The algorithm works alright and the results are correct, but I compared the performance using MATLAB’s native fft alone and I get no advantage! I tried the same using the simplest examples like square_me.cu(from the white paper) and “speed_fft.m” (from the plugin) which are made precisely to show off the advantage of using the GPU.

Am I doomed to have absolutely no advantage?, or is there something I can try to fix?

Thanks in advance

[attachment=25902:cuda_vs_matlab.jpg]

For performance analysis, you ought to do a warmp-up call before timing the function. That also should run a number of times and averaged.

For example.

% Benchmarking code for GPU

A =  gpuFunction( b_gpu);

tic

for i = 1 : NUM_RUNS

    A =  gpuFunction( b_gpu);

end

time = toc / NUM_RUNS

wakeuplola · February 16, 2011, 1:48pm

For performance analysis, you ought to do a warmp-up call before timing the function. That also should run a number of times and averaged.

For example.
% Benchmarking code for GPU

A =  gpuFunction( b_gpu);

tic

for i = 1 : NUM_RUNS

    A =  gpuFunction( b_gpu);

end

time = toc / NUM_RUNS

Thank you for your help. But this does not answer my question. I have implemented a MATLAB script using tic-toc to measure the performance of the function square_me in many versions. You can find the mex-cuda code on the MATLAB-CUDA White Paper. Nonetheless, in my case NATIVE MATLAB with double and single formats is faster than any mex-cuda implementation. Here you have some files (to run my test script) and a graphical comparison.

test_square_me_cuda.zip (22.6 KB)

Kwyjibo2010 · February 16, 2011, 6:39pm

Hi,

I have no developed on a QuadroFX3700M, but I have experience developing on other mobile chips and my general observation is, that the CPU tends to outperform the GPU on laptops. Give your code a try on a desktop system and post your results. It would also be helpful to post your compiler options.

Regards,
Kwyjibo

wakeuplola · February 17, 2011, 2:12pm

I have also a desktop HP computer. But when I run the speed_fft.m script(from the NVIDIA-Plugin, the CUDA improvement is not so impresive respect to MATLAB. Here you have the performance comparison graph.

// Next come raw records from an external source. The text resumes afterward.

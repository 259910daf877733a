//! Recursive-descent parser for tag expressions.
//!
//! ```text
//! or  := and ('or' and)*
//! and := not ('and' not)*
//! not := 'not' not | primary
//! primary := TAG | '(' or ')'
//! ```

use std::iter::Peekable;
use std::vec::IntoIter;

use super::ast::{Expr, TagExprError};
use super::lexer::{Token, TokenKind, tokenize};

pub(super) struct Parser {
    tokens: Peekable<IntoIter<Token>>,
    end: usize,
}

impl Parser {
    pub(super) fn new(input: &str) -> Result<Self, TagExprError> {
        Ok(Self {
            tokens: tokenize(input)?.into_iter().peekable(),
            end: input.len(),
        })
    }

    /// Parse a complete expression, rejecting trailing tokens.
    pub(super) fn parse(mut self) -> Result<Expr, TagExprError> {
        let expr = self.disjunction()?;
        match self.tokens.next() {
            None => Ok(expr),
            Some(token) => Err(TagExprError::new(
                token.offset,
                format!("unexpected token {}", token.kind),
            )),
        }
    }

    fn eat(&mut self, kind: &TokenKind) -> bool {
        self.tokens.next_if(|t| &t.kind == kind).is_some()
    }

    fn disjunction(&mut self) -> Result<Expr, TagExprError> {
        let mut node = self.conjunction()?;
        while self.eat(&TokenKind::Or) {
            let rhs = self.operand_after("or", Self::conjunction)?;
            node = Expr::Or(Box::new(node), Box::new(rhs));
        }
        Ok(node)
    }

    fn conjunction(&mut self) -> Result<Expr, TagExprError> {
        let mut node = self.negation()?;
        while self.eat(&TokenKind::And) {
            let rhs = self.operand_after("and", Self::negation)?;
            node = Expr::And(Box::new(node), Box::new(rhs));
        }
        Ok(node)
    }

    fn operand_after(
        &mut self,
        operator: &str,
        parse: fn(&mut Self) -> Result<Expr, TagExprError>,
    ) -> Result<Expr, TagExprError> {
        let blocked = match self.tokens.peek() {
            None => Some(self.end),
            Some(token) if matches!(token.kind, TokenKind::And | TokenKind::Or | TokenKind::RParen) => {
                Some(token.offset)
            }
            Some(_) => None,
        };
        if let Some(offset) = blocked {
            return Err(TagExprError::new(
                offset,
                format!("expected tag or '(' after '{operator}'"),
            ));
        }
        parse(self)
    }

    fn negation(&mut self) -> Result<Expr, TagExprError> {
        if self.eat(&TokenKind::Not) {
            return Ok(Expr::Not(Box::new(self.negation()?)));
        }
        self.primary()
    }

    fn primary(&mut self) -> Result<Expr, TagExprError> {
        let Some(token) = self.tokens.next() else {
            return Err(TagExprError::new(self.end, "expected tag or '('"));
        };
        match token.kind {
            TokenKind::Tag(tag) => Ok(Expr::Tag(tag)),
            TokenKind::LParen => {
                let inner = self.disjunction()?;
                if self.eat(&TokenKind::RParen) {
                    Ok(inner)
                } else {
                    Err(TagExprError::new(token.offset, "missing ')'"))
                }
            }
            other => Err(TagExprError::new(
                token.offset,
                format!("expected tag or '(' but found {other}"),
            )),
        }
    }
}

My desktop has a PentiumÂ® Dual-Core CPU E5200 @2.50GHz, 2.98 GB- RAM, 32-bit Windows XP Operating System. As a GPU, I have a GeForce 9500 GT. I’m using MATLAB release 2009b. All CUDA files were compiled by Visual Studio 2005.

Details:

Driver version: 185.85

CUDA Cores: 32

Core clock: 550 MHz

Shader clock: 1350 MHz

Memory clock: 400 MHz (800 MHz)

Memory interface: 128-bit

Dedicated video memory: 1024 MB

Video BIOS version: 62.94.46.00.7A

IRQ: 16

Bus: PCI Express x16 Gen2

Thank you in advance

CudaDeveloper · February 18, 2011, 6:59pm

Kwyjibo,

I’m afraid you need to know a little more about how CUDA works. Lets look at your code to implement a square function on the GPU

/* Kernel to square elements of the array on the GPU */

global void square_elements(float* in, float* out, int N)

{

int idx = blockIdx.x*blockDim.x+threadIdx.x;

if ( idx < N) out[idx]=in[idx]*in[idx];

}

For every element of out, you are doing one multiply operation and two (possibly one) memory fetch. The following code may work faster:

/* Kernel to square elements of the array on the GPU */

global void square_elements(float* in, float* out, int N)

{

const int idx = blockIdx.x*blockDim.x+threadIdx.x;

if ( idx < N)

{

	const float x = in[idx];

	out[idx] = x * x;

}

}

Here we ensure there is only ever one memory fetch. If indeed there are two fetches here, this will double the speed of your kernel. This is because your kernel is memory bound.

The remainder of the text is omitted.